Supplied records

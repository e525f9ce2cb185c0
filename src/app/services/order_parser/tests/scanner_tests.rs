//! Tests for the line scanner and multi-line accumulation

use serde_json::json;

use super::super::scanner::LineScanner;
use super::super::header_matcher::HeaderMatcher;
use super::{dictionary, foo_parser, parser};
use crate::constants::IGNORED_TEXT;

#[test]
fn test_header_with_trailing_space_on_same_line() {
    let parser = parser(json!({ "Order": { "fields": { "foo": "Foo: " } } }));
    let result = parser.parse_str("Foo: 3").unwrap();

    assert_eq!(
        serde_json::to_value(&result.records).unwrap(),
        json!([{ "foo": "3" }])
    );
}

#[test]
fn test_value_on_following_lines() {
    let result = foo_parser()
        .parse_str("Foo:\nLine 1\nLine 2\nLine 3\n")
        .unwrap();

    assert_eq!(result.records.len(), 1);
    assert_eq!(result.records[0].text("foo"), Some("Line 1\nLine 2\nLine 3"));
}

#[test]
fn test_next_header_closes_open_field() {
    let parser = parser(json!({
        "Order": { "fields": { "fizz": "Fizz:", "buzz": "Buzz:" } }
    }));
    let result = parser
        .parse_str("Fizz: Line 1\nLine 2\n  Buzz:\nLine 3\nLine 4")
        .unwrap();

    assert_eq!(
        serde_json::to_value(&result.records).unwrap(),
        json!([{ "fizz": "Line 1\nLine 2", "buzz": "Line 3\nLine 4" }])
    );
}

#[test]
fn test_repeated_field_keeps_latest_value() {
    let result = foo_parser()
        .parse_str("Foo: 1\nFoo: 2\n____\nFoo: 3")
        .unwrap();

    assert_eq!(
        serde_json::to_value(&result.records).unwrap(),
        json!([
            { "foo": "2", "_meta": { "ignored_text": ["Repeated value for 'Foo:', ' 1\n'"] } },
            { "foo": "3" }
        ])
    );
    assert_eq!(result.stats.warnings, 1);
}

#[test]
fn test_free_text_only_record_is_discarded() {
    let result = foo_parser()
        .parse_str("nothing to see\n   \n____\nFoo: 1")
        .unwrap();

    assert_eq!(result.records.len(), 1);
    assert_eq!(result.records[0].text("foo"), Some("1"));
    assert_eq!(result.stats.records_discarded, 1);
    assert_eq!(result.stats.records_emitted, 1);
}

#[test]
fn test_ignored_text_before_first_header() {
    let result = foo_parser().parse_str("Preamble  \nFoo: 1").unwrap();

    assert_eq!(
        result.records[0].meta.get(IGNORED_TEXT),
        Some(&["Preamble".to_string()][..])
    );
}

#[test]
fn test_blank_lines_without_open_field_are_silent() {
    let result = foo_parser().parse_str("\n   \n\nFoo: 1").unwrap();

    assert!(result.records[0].meta.is_empty());
    assert_eq!(result.stats.records_discarded, 0);
}

#[test]
fn test_separator_lines_only_produce_nothing() {
    let result = foo_parser().parse_str("____\n____\n\n____").unwrap();

    assert!(result.records.is_empty());
    assert_eq!(result.stats.lines_read, 4);
    assert_eq!(result.stats.records_discarded, 0);
}

#[test]
fn test_separator_must_fill_whole_line() {
    let result = foo_parser().parse_str("Foo: 1\n __ \nmore").unwrap();

    assert_eq!(result.records.len(), 1);
    assert_eq!(result.records[0].text("foo"), Some("1\n __ \nmore"));
}

#[test]
fn test_records_never_merge_across_separator() {
    let parser = parser(json!({
        "Order": { "fields": { "foo": "Foo:", "bar": "Bar:" } }
    }));
    let result = parser.parse_str("Foo: 1\n_____\nBar: 2").unwrap();

    assert_eq!(
        serde_json::to_value(&result.records).unwrap(),
        json!([{ "foo": "1" }, { "bar": "2" }])
    );
}

#[test]
fn test_concatenated_inputs_parse_as_concatenation() {
    let parser = parser(json!({
        "Order": { "fields": { "foo": "Foo:", "bar": "Bar:" } }
    }));
    let first = "Foo: 1\nBar:\n  a\n  b";
    let second = "stray\nFoo: 2";

    let mut separate = parser.parse_str(first).unwrap().records;
    separate.extend(parser.parse_str(second).unwrap().records);
    let joined = parser
        .parse_str(&format!("{}\n___\n{}", first, second))
        .unwrap()
        .records;

    assert_eq!(joined, separate);
}

#[test]
fn test_custom_separator_from_dictionary() {
    let parser = parser(json!({
        "options": { "record_separator": "^-{3,}$" },
        "Order": { "fields": { "foo": "Foo:" } }
    }));
    let result = parser.parse_str("Foo: 1\n____\n---\nFoo: 2").unwrap();

    assert_eq!(result.records.len(), 2);
    assert_eq!(result.records[0].text("foo"), Some("1\n____"));
}

#[test]
fn test_scanner_counts_lines() {
    let dictionary = dictionary(json!({ "Order": { "fields": { "foo": "Foo:" } } }));
    let matcher = HeaderMatcher::new(dictionary.all_headers()).unwrap();
    let mut scanner = LineScanner::new(&dictionary, &matcher);

    for line in ["Foo: a", "b", "____", "Foo: c"] {
        scanner.feed_line(line).unwrap();
    }
    assert_eq!(scanner.stats().lines_read, 4);
    assert_eq!(scanner.stats().records_emitted, 1);

    let result = scanner.finish().unwrap();
    assert_eq!(result.stats.records_emitted, 2);
    assert_eq!(result.records[0].text("foo"), Some("a\nb"));
}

Work required
Although the records may continue, retype only the lines from the first one through the one containing "use super::super::scanner::LineScanner;", exactly as they appear.

Answer to the exercise
repository e525f9ce2cb185c0
filename src/app/services/order_parser/tests/scanner_tests.rs
//! Tests for the line scanner and multi-line accumulation

use serde_json::json;

use super::super::scanner::LineScanner;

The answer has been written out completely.